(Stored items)
=======
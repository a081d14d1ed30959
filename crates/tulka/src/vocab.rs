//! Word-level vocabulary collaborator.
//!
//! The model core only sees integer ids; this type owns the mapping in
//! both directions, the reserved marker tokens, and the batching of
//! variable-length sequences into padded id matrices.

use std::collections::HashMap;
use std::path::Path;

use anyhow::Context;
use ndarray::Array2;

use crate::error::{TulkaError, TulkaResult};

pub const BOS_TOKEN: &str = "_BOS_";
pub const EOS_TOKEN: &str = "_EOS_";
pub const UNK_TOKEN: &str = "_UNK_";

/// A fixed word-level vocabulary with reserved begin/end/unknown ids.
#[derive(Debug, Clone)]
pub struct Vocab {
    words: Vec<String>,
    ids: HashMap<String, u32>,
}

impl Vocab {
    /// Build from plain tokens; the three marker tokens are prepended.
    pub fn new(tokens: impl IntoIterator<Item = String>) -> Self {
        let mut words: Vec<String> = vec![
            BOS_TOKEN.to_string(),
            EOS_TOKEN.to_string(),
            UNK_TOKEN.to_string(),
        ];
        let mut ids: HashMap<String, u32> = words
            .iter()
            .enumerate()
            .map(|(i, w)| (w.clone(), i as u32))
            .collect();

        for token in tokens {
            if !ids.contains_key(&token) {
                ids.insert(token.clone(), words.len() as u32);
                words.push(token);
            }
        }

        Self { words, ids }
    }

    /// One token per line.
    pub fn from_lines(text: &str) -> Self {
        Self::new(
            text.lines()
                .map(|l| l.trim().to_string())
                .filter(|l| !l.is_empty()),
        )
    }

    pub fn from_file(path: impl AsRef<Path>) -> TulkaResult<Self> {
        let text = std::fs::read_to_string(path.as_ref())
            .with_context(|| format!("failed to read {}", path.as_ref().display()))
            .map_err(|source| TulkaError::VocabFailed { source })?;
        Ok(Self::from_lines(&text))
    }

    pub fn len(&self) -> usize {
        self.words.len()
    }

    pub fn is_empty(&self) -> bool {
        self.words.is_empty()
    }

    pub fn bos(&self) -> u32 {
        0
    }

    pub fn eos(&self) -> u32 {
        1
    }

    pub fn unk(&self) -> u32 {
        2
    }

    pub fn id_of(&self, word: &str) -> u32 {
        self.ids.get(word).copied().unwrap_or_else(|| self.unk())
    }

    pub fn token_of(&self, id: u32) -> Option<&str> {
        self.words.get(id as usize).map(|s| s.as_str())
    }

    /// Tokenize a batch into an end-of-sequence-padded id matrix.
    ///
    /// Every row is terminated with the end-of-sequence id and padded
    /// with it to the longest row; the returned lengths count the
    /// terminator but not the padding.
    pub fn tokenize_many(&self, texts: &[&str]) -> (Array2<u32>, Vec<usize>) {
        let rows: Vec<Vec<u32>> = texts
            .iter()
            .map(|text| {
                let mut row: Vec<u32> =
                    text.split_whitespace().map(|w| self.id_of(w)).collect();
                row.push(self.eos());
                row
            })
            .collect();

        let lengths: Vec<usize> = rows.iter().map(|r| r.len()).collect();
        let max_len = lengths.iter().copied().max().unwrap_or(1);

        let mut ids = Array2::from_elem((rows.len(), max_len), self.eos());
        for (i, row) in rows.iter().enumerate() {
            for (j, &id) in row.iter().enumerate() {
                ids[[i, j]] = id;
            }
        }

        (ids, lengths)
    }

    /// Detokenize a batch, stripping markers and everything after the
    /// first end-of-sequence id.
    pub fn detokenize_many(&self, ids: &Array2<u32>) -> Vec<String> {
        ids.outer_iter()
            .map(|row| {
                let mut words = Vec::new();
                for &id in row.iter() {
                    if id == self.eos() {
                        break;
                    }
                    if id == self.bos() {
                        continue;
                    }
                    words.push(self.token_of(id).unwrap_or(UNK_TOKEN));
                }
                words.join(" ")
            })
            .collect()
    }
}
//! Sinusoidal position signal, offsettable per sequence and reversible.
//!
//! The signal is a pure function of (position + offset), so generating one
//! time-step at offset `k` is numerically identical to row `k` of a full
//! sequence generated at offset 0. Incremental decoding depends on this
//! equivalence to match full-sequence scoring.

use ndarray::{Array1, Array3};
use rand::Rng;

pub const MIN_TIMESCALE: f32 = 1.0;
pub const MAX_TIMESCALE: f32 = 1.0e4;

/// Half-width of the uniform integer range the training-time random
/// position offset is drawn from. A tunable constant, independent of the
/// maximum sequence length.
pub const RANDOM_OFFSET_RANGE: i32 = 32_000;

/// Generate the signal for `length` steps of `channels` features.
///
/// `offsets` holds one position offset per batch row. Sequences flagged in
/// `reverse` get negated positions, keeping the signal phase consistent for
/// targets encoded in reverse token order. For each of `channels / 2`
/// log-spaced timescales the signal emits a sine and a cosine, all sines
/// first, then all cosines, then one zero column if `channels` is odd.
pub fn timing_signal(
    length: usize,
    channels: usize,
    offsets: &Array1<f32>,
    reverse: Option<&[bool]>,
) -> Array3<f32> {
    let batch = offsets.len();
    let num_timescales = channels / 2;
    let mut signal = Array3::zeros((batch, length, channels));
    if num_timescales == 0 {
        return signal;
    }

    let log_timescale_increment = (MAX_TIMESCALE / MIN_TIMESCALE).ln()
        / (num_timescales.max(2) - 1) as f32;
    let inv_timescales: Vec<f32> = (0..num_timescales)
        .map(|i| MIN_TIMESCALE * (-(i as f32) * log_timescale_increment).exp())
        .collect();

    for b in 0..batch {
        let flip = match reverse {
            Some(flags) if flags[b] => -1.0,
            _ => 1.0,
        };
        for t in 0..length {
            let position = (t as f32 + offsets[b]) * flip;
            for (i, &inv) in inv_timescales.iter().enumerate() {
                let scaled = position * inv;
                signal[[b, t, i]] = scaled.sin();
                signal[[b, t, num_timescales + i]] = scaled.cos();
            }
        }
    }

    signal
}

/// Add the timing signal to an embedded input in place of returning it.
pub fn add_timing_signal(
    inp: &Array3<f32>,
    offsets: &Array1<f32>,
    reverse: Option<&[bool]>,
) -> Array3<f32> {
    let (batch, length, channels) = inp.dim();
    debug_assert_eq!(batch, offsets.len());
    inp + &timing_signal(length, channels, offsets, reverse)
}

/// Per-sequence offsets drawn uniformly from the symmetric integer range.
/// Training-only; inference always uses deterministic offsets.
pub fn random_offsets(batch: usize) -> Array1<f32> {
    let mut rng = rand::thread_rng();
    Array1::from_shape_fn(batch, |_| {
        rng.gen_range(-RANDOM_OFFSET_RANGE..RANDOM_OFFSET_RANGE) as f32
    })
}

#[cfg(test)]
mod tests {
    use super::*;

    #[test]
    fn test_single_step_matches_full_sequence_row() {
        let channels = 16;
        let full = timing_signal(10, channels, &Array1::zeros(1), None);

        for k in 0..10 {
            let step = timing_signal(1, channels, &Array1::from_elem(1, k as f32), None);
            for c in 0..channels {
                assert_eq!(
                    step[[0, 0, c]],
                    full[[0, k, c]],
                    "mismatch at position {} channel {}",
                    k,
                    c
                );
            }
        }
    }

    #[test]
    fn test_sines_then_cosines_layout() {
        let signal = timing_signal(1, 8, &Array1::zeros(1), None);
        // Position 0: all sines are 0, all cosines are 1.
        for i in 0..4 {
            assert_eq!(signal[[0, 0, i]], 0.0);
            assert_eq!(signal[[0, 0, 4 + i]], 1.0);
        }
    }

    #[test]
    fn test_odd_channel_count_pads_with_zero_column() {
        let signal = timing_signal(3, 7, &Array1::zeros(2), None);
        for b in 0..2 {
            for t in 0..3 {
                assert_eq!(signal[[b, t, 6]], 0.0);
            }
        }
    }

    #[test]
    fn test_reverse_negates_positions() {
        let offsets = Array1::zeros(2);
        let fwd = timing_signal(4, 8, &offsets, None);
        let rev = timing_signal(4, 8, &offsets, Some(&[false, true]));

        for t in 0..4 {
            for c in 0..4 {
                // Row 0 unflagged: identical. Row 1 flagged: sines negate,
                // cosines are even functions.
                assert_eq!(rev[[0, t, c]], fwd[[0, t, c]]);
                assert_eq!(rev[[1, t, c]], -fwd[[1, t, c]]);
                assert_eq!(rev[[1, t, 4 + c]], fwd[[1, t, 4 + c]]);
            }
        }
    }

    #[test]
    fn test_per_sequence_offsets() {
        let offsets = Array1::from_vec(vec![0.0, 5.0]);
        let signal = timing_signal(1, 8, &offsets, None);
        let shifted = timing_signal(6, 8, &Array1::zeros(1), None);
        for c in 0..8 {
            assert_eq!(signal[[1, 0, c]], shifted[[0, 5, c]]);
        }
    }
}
=======
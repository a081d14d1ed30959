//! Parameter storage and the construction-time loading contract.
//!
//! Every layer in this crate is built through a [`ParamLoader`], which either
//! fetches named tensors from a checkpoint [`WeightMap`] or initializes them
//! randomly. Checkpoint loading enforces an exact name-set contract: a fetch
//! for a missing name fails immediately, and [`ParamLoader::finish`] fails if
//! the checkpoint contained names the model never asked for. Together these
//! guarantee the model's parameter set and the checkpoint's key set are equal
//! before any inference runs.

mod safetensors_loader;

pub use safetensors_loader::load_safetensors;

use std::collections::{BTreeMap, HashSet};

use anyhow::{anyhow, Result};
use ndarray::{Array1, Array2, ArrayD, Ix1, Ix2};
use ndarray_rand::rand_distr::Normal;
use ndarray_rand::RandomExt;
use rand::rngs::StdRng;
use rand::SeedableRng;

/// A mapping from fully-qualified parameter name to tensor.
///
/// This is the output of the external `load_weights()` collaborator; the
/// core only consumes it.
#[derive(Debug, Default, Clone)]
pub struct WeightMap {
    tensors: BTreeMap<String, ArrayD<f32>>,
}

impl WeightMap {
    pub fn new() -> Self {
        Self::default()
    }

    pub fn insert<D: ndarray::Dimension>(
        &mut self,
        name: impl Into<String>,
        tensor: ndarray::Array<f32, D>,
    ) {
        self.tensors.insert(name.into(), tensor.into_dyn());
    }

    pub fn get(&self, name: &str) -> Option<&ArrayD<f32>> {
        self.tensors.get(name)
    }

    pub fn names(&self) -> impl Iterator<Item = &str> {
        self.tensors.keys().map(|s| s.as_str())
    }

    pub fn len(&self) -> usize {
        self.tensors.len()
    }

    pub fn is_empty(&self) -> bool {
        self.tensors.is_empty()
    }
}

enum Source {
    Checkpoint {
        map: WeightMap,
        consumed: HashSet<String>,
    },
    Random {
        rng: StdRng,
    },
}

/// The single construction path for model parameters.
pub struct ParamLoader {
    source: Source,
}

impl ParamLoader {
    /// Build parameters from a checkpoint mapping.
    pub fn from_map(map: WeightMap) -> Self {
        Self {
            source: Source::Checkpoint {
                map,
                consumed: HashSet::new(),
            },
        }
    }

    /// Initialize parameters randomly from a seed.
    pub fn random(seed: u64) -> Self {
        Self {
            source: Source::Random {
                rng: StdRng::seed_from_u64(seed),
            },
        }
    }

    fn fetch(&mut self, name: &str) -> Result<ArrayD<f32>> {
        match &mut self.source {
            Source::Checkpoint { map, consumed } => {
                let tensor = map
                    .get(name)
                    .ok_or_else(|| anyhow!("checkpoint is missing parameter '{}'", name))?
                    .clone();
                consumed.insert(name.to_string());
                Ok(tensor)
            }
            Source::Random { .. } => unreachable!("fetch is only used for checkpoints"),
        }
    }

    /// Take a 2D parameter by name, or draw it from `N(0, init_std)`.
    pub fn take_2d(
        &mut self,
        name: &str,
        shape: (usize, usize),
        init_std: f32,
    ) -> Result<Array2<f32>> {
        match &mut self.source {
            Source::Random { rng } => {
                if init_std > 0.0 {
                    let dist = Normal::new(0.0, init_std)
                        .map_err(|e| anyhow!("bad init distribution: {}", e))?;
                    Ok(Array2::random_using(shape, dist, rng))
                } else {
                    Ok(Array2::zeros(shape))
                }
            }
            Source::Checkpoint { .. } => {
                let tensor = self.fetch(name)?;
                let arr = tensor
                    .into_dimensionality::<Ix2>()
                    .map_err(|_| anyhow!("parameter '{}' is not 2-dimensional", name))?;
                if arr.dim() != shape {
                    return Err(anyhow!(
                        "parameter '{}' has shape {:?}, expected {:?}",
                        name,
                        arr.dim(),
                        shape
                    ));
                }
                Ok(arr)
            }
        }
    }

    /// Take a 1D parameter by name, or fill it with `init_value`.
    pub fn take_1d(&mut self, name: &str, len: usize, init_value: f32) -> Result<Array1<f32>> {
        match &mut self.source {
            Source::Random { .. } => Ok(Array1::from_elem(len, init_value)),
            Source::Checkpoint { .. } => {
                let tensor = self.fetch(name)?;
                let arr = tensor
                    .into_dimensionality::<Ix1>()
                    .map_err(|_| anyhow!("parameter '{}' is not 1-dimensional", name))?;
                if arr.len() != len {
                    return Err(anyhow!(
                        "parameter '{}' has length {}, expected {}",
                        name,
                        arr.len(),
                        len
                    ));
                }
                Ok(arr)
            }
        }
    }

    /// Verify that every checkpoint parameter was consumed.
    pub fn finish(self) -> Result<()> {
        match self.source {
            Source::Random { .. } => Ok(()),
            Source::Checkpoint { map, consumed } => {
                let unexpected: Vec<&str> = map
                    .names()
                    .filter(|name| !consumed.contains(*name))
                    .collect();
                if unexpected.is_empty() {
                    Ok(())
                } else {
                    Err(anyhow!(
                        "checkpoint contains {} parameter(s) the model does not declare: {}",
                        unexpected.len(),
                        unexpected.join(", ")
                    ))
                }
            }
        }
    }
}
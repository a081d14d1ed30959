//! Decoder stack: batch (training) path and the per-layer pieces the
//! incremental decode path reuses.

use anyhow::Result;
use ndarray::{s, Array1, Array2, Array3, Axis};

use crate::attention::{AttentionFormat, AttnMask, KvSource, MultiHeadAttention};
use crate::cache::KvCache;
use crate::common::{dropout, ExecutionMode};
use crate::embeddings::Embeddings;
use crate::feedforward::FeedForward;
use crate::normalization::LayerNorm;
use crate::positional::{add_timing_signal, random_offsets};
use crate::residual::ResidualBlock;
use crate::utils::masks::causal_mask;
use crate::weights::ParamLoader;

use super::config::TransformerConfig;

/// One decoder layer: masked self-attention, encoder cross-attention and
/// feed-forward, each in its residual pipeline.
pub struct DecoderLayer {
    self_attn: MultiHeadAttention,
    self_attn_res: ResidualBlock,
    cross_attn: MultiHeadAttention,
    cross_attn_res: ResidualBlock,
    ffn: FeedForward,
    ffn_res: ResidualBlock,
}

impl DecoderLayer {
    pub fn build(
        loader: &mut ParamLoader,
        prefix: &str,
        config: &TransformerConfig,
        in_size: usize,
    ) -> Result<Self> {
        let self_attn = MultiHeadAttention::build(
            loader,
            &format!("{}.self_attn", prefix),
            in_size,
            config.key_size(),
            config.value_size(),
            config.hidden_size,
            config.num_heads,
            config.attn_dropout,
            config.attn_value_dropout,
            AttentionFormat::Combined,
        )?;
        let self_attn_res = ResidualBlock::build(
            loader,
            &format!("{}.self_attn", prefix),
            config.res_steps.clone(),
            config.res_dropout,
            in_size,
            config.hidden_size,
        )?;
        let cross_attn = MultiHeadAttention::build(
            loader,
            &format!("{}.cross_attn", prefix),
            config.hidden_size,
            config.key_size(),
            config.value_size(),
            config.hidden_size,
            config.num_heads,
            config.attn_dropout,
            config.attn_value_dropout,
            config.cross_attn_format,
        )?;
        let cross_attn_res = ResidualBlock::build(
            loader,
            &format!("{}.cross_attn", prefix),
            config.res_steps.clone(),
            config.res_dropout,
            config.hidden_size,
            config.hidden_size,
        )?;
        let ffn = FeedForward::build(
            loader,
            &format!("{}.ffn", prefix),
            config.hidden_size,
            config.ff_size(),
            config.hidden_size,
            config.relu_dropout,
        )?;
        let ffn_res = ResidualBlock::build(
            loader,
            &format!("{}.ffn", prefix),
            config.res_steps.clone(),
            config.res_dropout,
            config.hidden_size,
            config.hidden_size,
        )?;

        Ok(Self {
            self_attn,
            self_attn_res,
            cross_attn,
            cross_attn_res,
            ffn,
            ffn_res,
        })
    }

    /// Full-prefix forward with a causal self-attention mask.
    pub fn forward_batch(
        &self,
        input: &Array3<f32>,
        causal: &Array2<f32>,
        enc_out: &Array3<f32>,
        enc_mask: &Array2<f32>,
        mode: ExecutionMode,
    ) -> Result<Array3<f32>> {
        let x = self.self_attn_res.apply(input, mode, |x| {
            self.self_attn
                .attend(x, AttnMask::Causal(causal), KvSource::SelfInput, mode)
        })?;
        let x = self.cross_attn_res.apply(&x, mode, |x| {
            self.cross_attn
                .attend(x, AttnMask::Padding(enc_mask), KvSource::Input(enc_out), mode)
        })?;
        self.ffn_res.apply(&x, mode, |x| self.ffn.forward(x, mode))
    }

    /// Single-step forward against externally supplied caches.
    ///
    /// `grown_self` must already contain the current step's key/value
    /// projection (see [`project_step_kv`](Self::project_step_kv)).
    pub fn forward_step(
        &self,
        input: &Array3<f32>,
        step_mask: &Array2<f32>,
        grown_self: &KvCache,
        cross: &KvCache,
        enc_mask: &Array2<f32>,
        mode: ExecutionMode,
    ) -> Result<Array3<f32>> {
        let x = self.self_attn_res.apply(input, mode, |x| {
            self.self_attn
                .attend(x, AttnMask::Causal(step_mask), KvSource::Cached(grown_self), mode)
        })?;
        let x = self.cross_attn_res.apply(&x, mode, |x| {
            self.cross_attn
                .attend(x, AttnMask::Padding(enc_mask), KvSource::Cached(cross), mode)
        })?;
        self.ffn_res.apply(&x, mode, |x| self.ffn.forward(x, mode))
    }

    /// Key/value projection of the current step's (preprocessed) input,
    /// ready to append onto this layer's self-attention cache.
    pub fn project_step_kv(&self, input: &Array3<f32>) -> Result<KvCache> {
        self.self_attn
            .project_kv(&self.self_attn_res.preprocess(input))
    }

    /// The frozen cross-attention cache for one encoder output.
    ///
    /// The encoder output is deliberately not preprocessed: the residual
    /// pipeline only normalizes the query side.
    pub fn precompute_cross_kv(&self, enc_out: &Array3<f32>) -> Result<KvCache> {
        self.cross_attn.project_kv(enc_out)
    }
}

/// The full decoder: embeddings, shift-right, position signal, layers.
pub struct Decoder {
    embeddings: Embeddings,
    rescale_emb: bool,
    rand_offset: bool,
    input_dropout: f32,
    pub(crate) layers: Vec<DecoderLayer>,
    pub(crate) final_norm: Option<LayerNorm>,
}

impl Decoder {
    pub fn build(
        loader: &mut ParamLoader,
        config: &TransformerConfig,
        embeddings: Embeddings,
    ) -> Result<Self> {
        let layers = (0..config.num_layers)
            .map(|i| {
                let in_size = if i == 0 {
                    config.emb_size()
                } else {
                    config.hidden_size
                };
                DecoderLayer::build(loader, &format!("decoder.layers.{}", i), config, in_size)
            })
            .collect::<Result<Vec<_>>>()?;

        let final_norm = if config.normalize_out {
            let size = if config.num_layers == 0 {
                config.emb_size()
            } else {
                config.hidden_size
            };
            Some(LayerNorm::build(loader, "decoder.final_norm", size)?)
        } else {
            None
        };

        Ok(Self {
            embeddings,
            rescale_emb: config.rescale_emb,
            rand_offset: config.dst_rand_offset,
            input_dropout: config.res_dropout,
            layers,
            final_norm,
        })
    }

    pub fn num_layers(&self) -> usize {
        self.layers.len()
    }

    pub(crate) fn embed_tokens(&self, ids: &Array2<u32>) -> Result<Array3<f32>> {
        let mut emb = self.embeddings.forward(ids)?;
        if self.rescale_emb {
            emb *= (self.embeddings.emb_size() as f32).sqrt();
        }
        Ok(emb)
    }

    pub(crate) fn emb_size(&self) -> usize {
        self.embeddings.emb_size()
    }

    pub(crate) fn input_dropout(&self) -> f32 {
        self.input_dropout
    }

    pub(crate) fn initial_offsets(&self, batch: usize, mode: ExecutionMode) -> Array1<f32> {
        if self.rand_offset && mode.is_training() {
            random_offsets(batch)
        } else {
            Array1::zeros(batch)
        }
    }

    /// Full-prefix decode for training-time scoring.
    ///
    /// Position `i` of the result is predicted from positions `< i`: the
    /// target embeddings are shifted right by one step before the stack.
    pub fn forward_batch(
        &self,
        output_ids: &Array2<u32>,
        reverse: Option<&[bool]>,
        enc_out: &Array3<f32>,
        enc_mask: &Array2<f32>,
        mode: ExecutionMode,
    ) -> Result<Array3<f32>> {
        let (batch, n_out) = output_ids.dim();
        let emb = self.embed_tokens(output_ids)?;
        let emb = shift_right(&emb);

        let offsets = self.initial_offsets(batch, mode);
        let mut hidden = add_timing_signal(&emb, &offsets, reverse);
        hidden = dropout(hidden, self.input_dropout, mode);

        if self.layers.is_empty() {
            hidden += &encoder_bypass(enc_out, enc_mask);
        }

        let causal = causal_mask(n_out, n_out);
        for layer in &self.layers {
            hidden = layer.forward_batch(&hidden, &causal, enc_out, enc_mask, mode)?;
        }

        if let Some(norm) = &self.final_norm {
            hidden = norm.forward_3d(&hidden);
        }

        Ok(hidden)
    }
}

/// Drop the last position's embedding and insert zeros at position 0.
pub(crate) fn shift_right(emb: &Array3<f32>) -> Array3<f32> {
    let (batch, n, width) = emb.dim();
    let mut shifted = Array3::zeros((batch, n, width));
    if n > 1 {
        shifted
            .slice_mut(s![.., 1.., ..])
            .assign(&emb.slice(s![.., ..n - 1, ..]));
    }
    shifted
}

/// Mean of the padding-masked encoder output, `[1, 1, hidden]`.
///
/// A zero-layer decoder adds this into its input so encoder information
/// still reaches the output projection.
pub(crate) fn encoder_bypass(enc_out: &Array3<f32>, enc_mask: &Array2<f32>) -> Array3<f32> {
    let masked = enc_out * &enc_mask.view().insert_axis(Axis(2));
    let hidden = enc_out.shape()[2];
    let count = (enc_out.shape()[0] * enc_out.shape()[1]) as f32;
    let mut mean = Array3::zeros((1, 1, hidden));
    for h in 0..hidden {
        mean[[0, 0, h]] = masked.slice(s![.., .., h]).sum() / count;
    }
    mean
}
=======
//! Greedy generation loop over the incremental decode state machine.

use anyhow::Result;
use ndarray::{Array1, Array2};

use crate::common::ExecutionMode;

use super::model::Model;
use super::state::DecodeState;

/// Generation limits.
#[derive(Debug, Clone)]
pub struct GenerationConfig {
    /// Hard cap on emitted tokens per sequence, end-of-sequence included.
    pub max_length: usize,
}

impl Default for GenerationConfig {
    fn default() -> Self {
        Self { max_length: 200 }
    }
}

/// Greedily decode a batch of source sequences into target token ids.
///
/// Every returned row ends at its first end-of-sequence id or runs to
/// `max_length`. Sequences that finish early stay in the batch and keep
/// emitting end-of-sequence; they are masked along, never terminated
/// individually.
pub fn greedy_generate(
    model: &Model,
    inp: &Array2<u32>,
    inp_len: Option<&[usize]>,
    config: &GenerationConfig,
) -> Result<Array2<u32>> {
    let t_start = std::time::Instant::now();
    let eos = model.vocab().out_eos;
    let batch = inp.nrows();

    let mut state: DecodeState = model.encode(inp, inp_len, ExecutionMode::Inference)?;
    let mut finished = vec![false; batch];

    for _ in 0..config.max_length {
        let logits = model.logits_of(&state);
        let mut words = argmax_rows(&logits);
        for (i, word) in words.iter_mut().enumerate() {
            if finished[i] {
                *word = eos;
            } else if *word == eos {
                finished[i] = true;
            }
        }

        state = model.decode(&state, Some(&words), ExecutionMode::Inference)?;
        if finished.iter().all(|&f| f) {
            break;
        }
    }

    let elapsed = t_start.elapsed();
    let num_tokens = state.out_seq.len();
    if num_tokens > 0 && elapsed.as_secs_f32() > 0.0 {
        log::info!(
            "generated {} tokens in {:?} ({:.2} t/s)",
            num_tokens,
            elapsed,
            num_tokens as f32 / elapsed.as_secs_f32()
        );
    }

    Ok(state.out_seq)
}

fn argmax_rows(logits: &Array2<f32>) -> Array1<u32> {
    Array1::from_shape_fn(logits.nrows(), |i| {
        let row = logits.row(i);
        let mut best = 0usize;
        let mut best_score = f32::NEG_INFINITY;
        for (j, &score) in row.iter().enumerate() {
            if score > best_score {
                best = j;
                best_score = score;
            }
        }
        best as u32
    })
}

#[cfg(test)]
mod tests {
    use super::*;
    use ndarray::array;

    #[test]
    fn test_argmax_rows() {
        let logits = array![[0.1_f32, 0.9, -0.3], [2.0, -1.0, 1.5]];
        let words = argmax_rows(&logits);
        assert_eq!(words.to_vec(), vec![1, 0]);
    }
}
=======
Some lines in the data above may hold the word "impl". Say how many, with no other words.

[EXPECTED OUTPUT] 10